▸ **TASK STATEMENT**: A single number is required: how many lines below include the string "Option".

BEGIN GIVEN DATA

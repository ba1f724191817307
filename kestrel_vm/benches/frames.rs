//! Frame Layer Benchmarks
//!
//! # Benchmark Categories
//!
//! 1. **Push/Pop**: call-rate frame allocation on the data stack
//! 2. **Materialize**: frame object creation with and without pool reuse
//! 3. **Quicken**: one-time rewrite of code of various sizes
//! 4. **Stack Analysis**: per-offset stack shapes for line jumps

use criterion::{
    BatchSize, BenchmarkId, Criterion, Throughput, black_box, criterion_group,
    criterion_main,
};
use kestrel_bytecode::{CodeBuilder, CodeObject, Opcode};
use kestrel_core::Value;
use kestrel_vm::{FrameState, Interpreter, QuickenConfig, VmConfig, mark_stacks, quicken};
use std::rc::Rc;

// =============================================================================
// Code Generators
// =============================================================================

/// Straight-line code mixing cached and uncached instructions.
fn create_mixed_code(n: usize) -> CodeObject {
    let mut b = CodeBuilder::new("mixed");
    let x = b.add_local("x");
    let name = b.add_name("attr");
    for i in 0..n {
        match i % 4 {
            0 => b.emit_arg(Opcode::LoadFast, x),
            1 => b.emit_arg(Opcode::LoadAttr, name),
            2 => b.emit_arg(Opcode::StoreFast, x),
            _ => b.emit(Opcode::Nop),
        }
    }
    let none = b.add_const(Value::none());
    b.emit_arg(Opcode::LoadConst, none);
    b.emit(Opcode::ReturnValue);
    b.set_stacksize(2);
    b.finish()
}

/// `n` nested for loops.
fn create_nested_loops(n: usize) -> CodeObject {
    let mut b = CodeBuilder::new("nested");
    let it = b.add_local("it");
    let mut exits = Vec::with_capacity(n);
    for depth in 0..n {
        b.set_line(depth as u32 + 1);
        let top = b.create_label();
        let done = b.create_label();
        b.emit_arg(Opcode::LoadFast, it);
        b.emit(Opcode::GetIter);
        b.bind_label(top);
        b.emit_jump(Opcode::ForIter, done);
        b.emit_arg(Opcode::StoreFast, it);
        exits.push((top, done));
    }
    for (top, done) in exits.into_iter().rev() {
        b.emit_jump(Opcode::JumpAbsolute, top);
        b.bind_label(done);
    }
    let none = b.add_const(Value::none());
    b.emit_arg(Opcode::LoadConst, none);
    b.emit(Opcode::ReturnValue);
    b.set_stacksize(2 * n + 1);
    b.finish()
}

// =============================================================================
// Benchmarks
// =============================================================================

fn bench_push_pop(c: &mut Criterion) {
    let mut group = c.benchmark_group("push_pop");

    for nlocals in [0usize, 8, 64].iter() {
        let interp = Interpreter::new(VmConfig::disabled_quickening());
        let thread = interp.new_thread();
        let mut b = CodeBuilder::new("f");
        for i in 0..*nlocals {
            b.add_local(&format!("v{i}"));
        }
        b.emit(Opcode::ReturnValue);
        b.set_stacksize(4);
        let f = interp
            .new_function(Rc::new(b.finish()), interp.new_dict(), Vec::new())
            .unwrap();

        group.throughput(Throughput::Elements(1));
        group.bench_with_input(BenchmarkId::from_parameter(nlocals), nlocals, |bench, _| {
            bench.iter(|| {
                let id = thread.push_frame(&f, None).unwrap();
                thread.with_frame(id, |mut frame| frame.push(Value::int(1)));
                thread.pop_frame().unwrap();
            });
        });
    }

    group.finish();
}

fn bench_materialize(c: &mut Criterion) {
    let mut group = c.benchmark_group("materialize");
    let interp = Interpreter::new(VmConfig::disabled_quickening());
    let thread = interp.new_thread();
    let f = interp
        .new_function(Rc::new(create_mixed_code(16)), interp.new_dict(), Vec::new())
        .unwrap();

    group.bench_function("pooled", |bench| {
        bench.iter(|| {
            let id = thread.push_frame(&f, None).unwrap();
            black_box(thread.materialize(id));
            thread.pop_frame().unwrap();
        });
    });

    group.bench_function("outlives_call", |bench| {
        bench.iter(|| {
            let id = thread.push_frame(&f, None).unwrap();
            thread.with_frame(id, |mut frame| frame.set_state(FrameState::Returned));
            let frame_obj = thread.materialize(id);
            thread.pop_frame().unwrap();
            black_box(frame_obj)
        });
    });

    group.finish();
}

fn bench_quicken(c: &mut Criterion) {
    let mut group = c.benchmark_group("quicken");
    let config = QuickenConfig::default();

    for n in [64usize, 512, 4096].iter() {
        group.throughput(Throughput::Elements(*n as u64));
        group.bench_with_input(BenchmarkId::from_parameter(n), n, |bench, &n| {
            bench.iter_batched(
                || create_mixed_code(n),
                |code| {
                    quicken(&code, &config).unwrap();
                    black_box(code)
                },
                BatchSize::SmallInput,
            );
        });
    }

    group.finish();
}

fn bench_mark_stacks(c: &mut Criterion) {
    let mut group = c.benchmark_group("mark_stacks");

    for depth in [1usize, 4, 16].iter() {
        let code = create_nested_loops(*depth);
        group.bench_with_input(BenchmarkId::from_parameter(depth), &code, |bench, code| {
            bench.iter(|| black_box(mark_stacks(code)));
        });
    }

    group.finish();
}

criterion_group!(
    frame_benches,
    bench_push_pop,
    bench_materialize,
    bench_quicken,
    bench_mark_stacks
);
criterion_main!(frame_benches);
//! Per-thread data stack.
//!
//! Frame slots are bump-allocated from one contiguous vector and released in
//! LIFO order. Frames that would push the stack past its limit get an
//! independent heap allocation instead, so deep recursion degrades to
//! ordinary allocation rather than failing.
//!
//! The frame chain itself is the `frames` vector: a [`FrameId`] is an index
//! into it and the top entry is the running frame.

use crate::config::DataStackConfig;
use crate::error::VmResult;
use crate::frame::{FrameId, FrameMut, FrameStorage, InterpreterFrame, Released};
use kestrel_core::Value;
use log::debug;
use std::cell::RefCell;
use std::rc::Rc;

/// A linked frame: owned by the stack, or shared with a generator.
pub(crate) enum FrameEntry {
    Local(InterpreterFrame),
    Shared(Rc<RefCell<InterpreterFrame>>),
}

/// Slot arena plus the chain of linked frames.
pub struct DataStack {
    slots: Vec<Option<Value>>,
    top: usize,
    limit: usize,
    frames: Vec<FrameEntry>,
}

impl DataStack {
    /// Create a data stack with the configured sizing.
    pub fn new(config: &DataStackConfig) -> Self {
        let initial = config.initial_slots.min(config.limit_slots);
        Self {
            slots: vec![None; initial],
            top: 0,
            limit: config.limit_slots,
            frames: Vec::new(),
        }
    }

    /// Number of linked frames.
    #[inline]
    pub fn depth(&self) -> usize {
        self.frames.len()
    }

    /// Slots currently handed out to frames.
    #[inline]
    pub fn slots_in_use(&self) -> usize {
        self.top
    }

    /// The running frame.
    #[inline]
    pub fn current(&self) -> Option<FrameId> {
        self.frames.len().checked_sub(1).map(FrameId)
    }

    /// Reserve slots for a frame of `size` slots.
    pub(crate) fn allocate(&mut self, size: usize) -> VmResult<FrameStorage> {
        let end = self.top + size;
        if end > self.limit {
            debug!(
                "data stack limit reached at {} slots, heap allocating {} slots",
                self.top, size
            );
            return Ok(FrameStorage::Heap(alloc_heap_slots(size)?));
        }
        if end > self.slots.len() {
            let grow = (end - self.slots.len())
                .max(self.slots.len())
                .min(self.limit - self.slots.len());
            self.slots.try_reserve(grow)?;
            self.slots.resize(self.slots.len() + grow, None);
        }
        let base = self.top;
        debug_assert!(self.slots[base..end].iter().all(Option::is_none));
        self.top = end;
        Ok(FrameStorage::Stack { base })
    }

    /// Link a frame as the new top.
    pub(crate) fn push_entry(&mut self, entry: FrameEntry) -> FrameId {
        self.frames.push(entry);
        FrameId(self.frames.len() - 1)
    }

    /// Unlink the top frame. Stack slots must already be drained.
    pub(crate) fn pop_entry(&mut self) -> FrameEntry {
        let entry = self.frames.pop().expect("pop from an empty frame chain");
        if let FrameEntry::Local(InterpreterFrame {
            storage: FrameStorage::Stack { base },
            ..
        }) = &entry
        {
            self.release(*base);
        }
        entry
    }

    pub(crate) fn entry(&self, id: FrameId) -> &FrameEntry {
        &self.frames[id.0]
    }

    fn release(&mut self, base: usize) {
        debug_assert!(base <= self.top);
        debug_assert!(self.slots[base..self.top].iter().all(Option::is_none));
        self.top = base;
    }

    /// Run `f` on a linked frame.
    pub(crate) fn with_frame<R>(&mut self, id: FrameId, f: impl FnOnce(FrameMut<'_>) -> R) -> R {
        let Self { slots, frames, .. } = self;
        match &mut frames[id.0] {
            FrameEntry::Local(frame) => match &mut frame.storage {
                FrameStorage::Stack { base } => {
                    let end = *base + frame.core.code.frame_size();
                    f(FrameMut::new(&mut frame.core, &mut slots[*base..end]))
                }
                FrameStorage::Heap(heap) => f(FrameMut::new(&mut frame.core, heap)),
            },
            FrameEntry::Shared(shared) => f(shared.borrow_mut().as_frame_mut()),
        }
    }

    /// Move the top frame's slots into `heap`, leaving the stack region empty.
    ///
    /// `heap` must have capacity for the whole frame.
    pub(crate) fn move_top_to_heap(&mut self, mut heap: Vec<Option<Value>>) {
        let Self { slots, frames, .. } = self;
        let Some(FrameEntry::Local(frame)) = frames.last_mut() else {
            panic!("top frame is not stack allocated");
        };
        let FrameStorage::Stack { base } = frame.storage else {
            return;
        };
        let size = frame.core.code.frame_size();
        debug_assert!(heap.capacity() >= size);
        heap.extend(slots[base..base + size].iter_mut().map(Option::take));
        frame.storage = FrameStorage::Heap(heap.into_boxed_slice());
        self.release(base);
    }

    /// Drain the live slots of the top frame.
    pub(crate) fn drain_top(&mut self, out: &mut Released) {
        let id = self.current().expect("no running frame");
        self.with_frame(id, |mut frame| frame.drain_slots(out));
    }
}

impl std::fmt::Debug for DataStack {
    fn fmt(&self, f: &mut std::fmt::Formatter<'_>) -> std::fmt::Result {
        f.debug_struct("DataStack")
            .field("top", &self.top)
            .field("capacity", &self.slots.len())
            .field("limit", &self.limit)
            .field("frames", &self.frames.len())
            .finish()
    }
}

/// Allocate an empty slot array for a heap frame.
pub(crate) fn alloc_heap_slots(size: usize) -> VmResult<Box<[Option<Value>]>> {
    let mut slots = Vec::new();
    slots.try_reserve_exact(size)?;
    slots.resize(size, None);
    Ok(slots.into_boxed_slice())
}

#[cfg(test)]
mod tests {
    use super::*;

    fn small() -> DataStack {
        DataStack::new(&DataStackConfig {
            initial_slots: 4,
            limit_slots: 16,
        })
    }

    #[test]
    fn test_allocate_bumps_top() {
        let mut stack = small();
        let a = stack.allocate(3).unwrap();
        let b = stack.allocate(5).unwrap();
        assert!(matches!(a, FrameStorage::Stack { base: 0 }));
        assert!(matches!(b, FrameStorage::Stack { base: 3 }));
        assert_eq!(stack.slots_in_use(), 8);
    }

    #[test]
    fn test_allocate_past_limit_uses_heap() {
        let mut stack = small();
        stack.allocate(12).unwrap();
        match stack.allocate(8).unwrap() {
            FrameStorage::Heap(slots) => assert_eq!(slots.len(), 8),
            FrameStorage::Stack { .. } => panic!("expected heap storage"),
        }
        assert_eq!(stack.slots_in_use(), 12);
    }

    #[test]
    fn test_allocate_exactly_to_limit() {
        let mut stack = small();
        assert!(matches!(
            stack.allocate(16).unwrap(),
            FrameStorage::Stack { base: 0 }
        ));
    }

    #[test]
    fn test_heap_slots_are_empty() {
        let slots = alloc_heap_slots(6).unwrap();
        assert_eq!(slots.len(), 6);
        assert!(slots.iter().all(Option::is_none));
    }

    #[test]
    fn test_empty_stack() {
        let stack = small();
        assert_eq!(stack.depth(), 0);
        assert!(stack.current().is_none());
    }
}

END GIVEN DATA

▸ **RESPONSE BOX**: 8